# TASK BRIEF:
Copy out the lines of the records below, and only those lines, from the one with "filename core/src/types.rs" through the one with "into the UI.", exactly as they appear.

RECORD EXTRACTS below:

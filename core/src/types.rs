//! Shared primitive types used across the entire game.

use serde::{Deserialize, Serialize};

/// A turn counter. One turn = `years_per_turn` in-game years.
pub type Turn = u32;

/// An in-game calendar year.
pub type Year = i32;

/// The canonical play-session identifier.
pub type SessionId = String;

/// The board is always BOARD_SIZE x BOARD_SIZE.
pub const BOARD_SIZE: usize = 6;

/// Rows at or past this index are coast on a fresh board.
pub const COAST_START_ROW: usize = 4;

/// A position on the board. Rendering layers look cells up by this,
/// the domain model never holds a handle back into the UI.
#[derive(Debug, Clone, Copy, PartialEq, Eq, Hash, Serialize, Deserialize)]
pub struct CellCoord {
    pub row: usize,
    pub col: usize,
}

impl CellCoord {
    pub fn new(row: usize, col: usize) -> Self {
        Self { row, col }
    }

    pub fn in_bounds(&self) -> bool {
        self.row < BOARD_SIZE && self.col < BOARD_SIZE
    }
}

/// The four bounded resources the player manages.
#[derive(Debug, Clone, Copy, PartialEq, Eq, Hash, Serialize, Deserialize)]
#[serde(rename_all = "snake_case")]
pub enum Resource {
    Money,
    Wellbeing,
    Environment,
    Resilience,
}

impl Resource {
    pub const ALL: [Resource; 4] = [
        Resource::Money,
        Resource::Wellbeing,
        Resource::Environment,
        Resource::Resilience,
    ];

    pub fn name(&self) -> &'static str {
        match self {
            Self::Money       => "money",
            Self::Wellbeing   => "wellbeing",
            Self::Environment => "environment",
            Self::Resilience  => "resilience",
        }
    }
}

End of RECORD EXTRACTS.
RECORD EXTRACTS below:

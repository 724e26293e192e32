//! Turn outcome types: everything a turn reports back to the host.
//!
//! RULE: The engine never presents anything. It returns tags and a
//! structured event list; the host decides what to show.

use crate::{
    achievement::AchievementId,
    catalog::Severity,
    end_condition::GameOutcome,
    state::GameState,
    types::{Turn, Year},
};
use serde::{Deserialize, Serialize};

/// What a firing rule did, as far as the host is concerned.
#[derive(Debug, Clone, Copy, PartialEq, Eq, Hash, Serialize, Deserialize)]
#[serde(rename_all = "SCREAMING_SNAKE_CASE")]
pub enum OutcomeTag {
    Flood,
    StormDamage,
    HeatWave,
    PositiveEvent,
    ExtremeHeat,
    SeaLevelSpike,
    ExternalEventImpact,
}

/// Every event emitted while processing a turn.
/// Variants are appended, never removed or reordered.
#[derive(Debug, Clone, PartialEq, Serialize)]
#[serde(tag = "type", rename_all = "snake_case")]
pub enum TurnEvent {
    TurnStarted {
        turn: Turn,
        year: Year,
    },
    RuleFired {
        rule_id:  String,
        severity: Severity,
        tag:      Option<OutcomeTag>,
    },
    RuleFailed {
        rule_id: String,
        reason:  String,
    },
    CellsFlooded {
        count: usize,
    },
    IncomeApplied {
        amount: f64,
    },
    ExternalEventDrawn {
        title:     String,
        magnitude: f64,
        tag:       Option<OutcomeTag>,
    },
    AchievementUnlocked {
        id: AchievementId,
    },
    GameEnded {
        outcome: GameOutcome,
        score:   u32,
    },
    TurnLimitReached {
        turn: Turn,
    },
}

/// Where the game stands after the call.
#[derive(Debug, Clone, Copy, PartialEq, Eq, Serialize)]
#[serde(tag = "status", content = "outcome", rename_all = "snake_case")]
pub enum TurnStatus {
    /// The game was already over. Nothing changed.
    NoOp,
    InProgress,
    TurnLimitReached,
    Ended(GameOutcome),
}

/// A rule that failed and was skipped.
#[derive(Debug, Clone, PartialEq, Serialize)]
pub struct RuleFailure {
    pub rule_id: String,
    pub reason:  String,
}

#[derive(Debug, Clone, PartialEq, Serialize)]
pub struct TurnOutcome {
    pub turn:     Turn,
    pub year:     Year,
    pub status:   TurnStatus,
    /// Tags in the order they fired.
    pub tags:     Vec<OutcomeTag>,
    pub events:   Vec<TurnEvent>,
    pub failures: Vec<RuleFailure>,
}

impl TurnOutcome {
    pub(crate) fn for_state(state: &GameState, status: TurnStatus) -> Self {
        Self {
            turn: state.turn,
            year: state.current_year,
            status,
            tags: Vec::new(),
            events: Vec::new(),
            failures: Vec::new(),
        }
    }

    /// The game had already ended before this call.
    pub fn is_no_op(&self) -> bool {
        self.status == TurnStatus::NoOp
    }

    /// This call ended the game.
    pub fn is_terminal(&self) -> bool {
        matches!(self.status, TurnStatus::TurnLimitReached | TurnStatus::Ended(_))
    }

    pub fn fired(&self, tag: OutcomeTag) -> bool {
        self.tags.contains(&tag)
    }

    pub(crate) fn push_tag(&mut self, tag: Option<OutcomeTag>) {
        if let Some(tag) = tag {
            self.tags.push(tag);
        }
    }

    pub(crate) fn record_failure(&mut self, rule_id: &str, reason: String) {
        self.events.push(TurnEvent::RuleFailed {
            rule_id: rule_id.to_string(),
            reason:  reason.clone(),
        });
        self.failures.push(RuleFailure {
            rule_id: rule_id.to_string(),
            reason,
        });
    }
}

End of RECORD EXTRACTS.
RECORD EXTRACTS below:

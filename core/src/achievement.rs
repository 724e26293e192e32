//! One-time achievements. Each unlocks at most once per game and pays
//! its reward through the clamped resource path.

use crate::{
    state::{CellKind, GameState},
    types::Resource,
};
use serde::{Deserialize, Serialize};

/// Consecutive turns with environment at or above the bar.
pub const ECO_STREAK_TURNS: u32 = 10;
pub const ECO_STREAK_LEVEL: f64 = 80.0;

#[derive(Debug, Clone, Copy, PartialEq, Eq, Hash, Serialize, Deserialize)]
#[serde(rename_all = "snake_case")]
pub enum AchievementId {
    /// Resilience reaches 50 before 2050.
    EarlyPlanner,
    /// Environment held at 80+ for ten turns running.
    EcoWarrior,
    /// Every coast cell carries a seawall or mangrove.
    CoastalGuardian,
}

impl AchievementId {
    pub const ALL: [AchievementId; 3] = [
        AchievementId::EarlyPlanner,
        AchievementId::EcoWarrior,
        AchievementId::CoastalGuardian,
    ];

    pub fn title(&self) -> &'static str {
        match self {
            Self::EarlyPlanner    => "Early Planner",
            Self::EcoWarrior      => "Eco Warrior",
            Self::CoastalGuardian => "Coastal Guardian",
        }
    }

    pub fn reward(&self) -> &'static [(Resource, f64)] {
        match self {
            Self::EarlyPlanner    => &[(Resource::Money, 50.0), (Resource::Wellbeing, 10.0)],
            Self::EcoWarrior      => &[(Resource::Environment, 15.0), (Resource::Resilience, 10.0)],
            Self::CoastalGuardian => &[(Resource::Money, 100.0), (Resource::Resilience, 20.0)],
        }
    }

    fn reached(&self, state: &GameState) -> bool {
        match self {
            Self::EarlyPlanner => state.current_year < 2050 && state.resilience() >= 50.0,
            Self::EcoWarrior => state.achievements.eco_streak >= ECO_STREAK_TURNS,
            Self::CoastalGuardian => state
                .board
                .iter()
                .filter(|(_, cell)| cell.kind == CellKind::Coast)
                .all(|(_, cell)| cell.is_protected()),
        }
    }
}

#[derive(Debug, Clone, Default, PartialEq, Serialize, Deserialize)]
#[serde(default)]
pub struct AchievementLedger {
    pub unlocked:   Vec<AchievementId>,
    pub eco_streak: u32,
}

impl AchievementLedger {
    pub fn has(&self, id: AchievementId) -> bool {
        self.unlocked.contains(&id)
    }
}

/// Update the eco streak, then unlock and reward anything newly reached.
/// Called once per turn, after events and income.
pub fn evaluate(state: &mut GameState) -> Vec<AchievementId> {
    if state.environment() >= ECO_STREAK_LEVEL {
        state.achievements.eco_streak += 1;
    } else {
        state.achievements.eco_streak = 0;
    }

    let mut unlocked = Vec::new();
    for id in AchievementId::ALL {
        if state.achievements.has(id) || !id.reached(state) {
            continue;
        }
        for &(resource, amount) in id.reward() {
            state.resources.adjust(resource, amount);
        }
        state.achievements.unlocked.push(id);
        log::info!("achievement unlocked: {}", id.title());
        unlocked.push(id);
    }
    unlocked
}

End of RECORD EXTRACTS.

# ANSWER SECTION:
filename core/src/types.rs
//! Shared primitive types used across the entire game.

use serde::{Deserialize, Serialize};

/// A turn counter. One turn = `years_per_turn` in-game years.
pub type Turn = u32;

/// An in-game calendar year.
pub type Year = i32;

/// The canonical play-session identifier.
pub type SessionId = String;

/// The board is always BOARD_SIZE x BOARD_SIZE.
pub const BOARD_SIZE: usize = 6;

/// Rows at or past this index are coast on a fresh board.
pub const COAST_START_ROW: usize = 4;

/// A position on the board. Rendering layers look cells up by this,
/// the domain model never holds a handle back into the UI.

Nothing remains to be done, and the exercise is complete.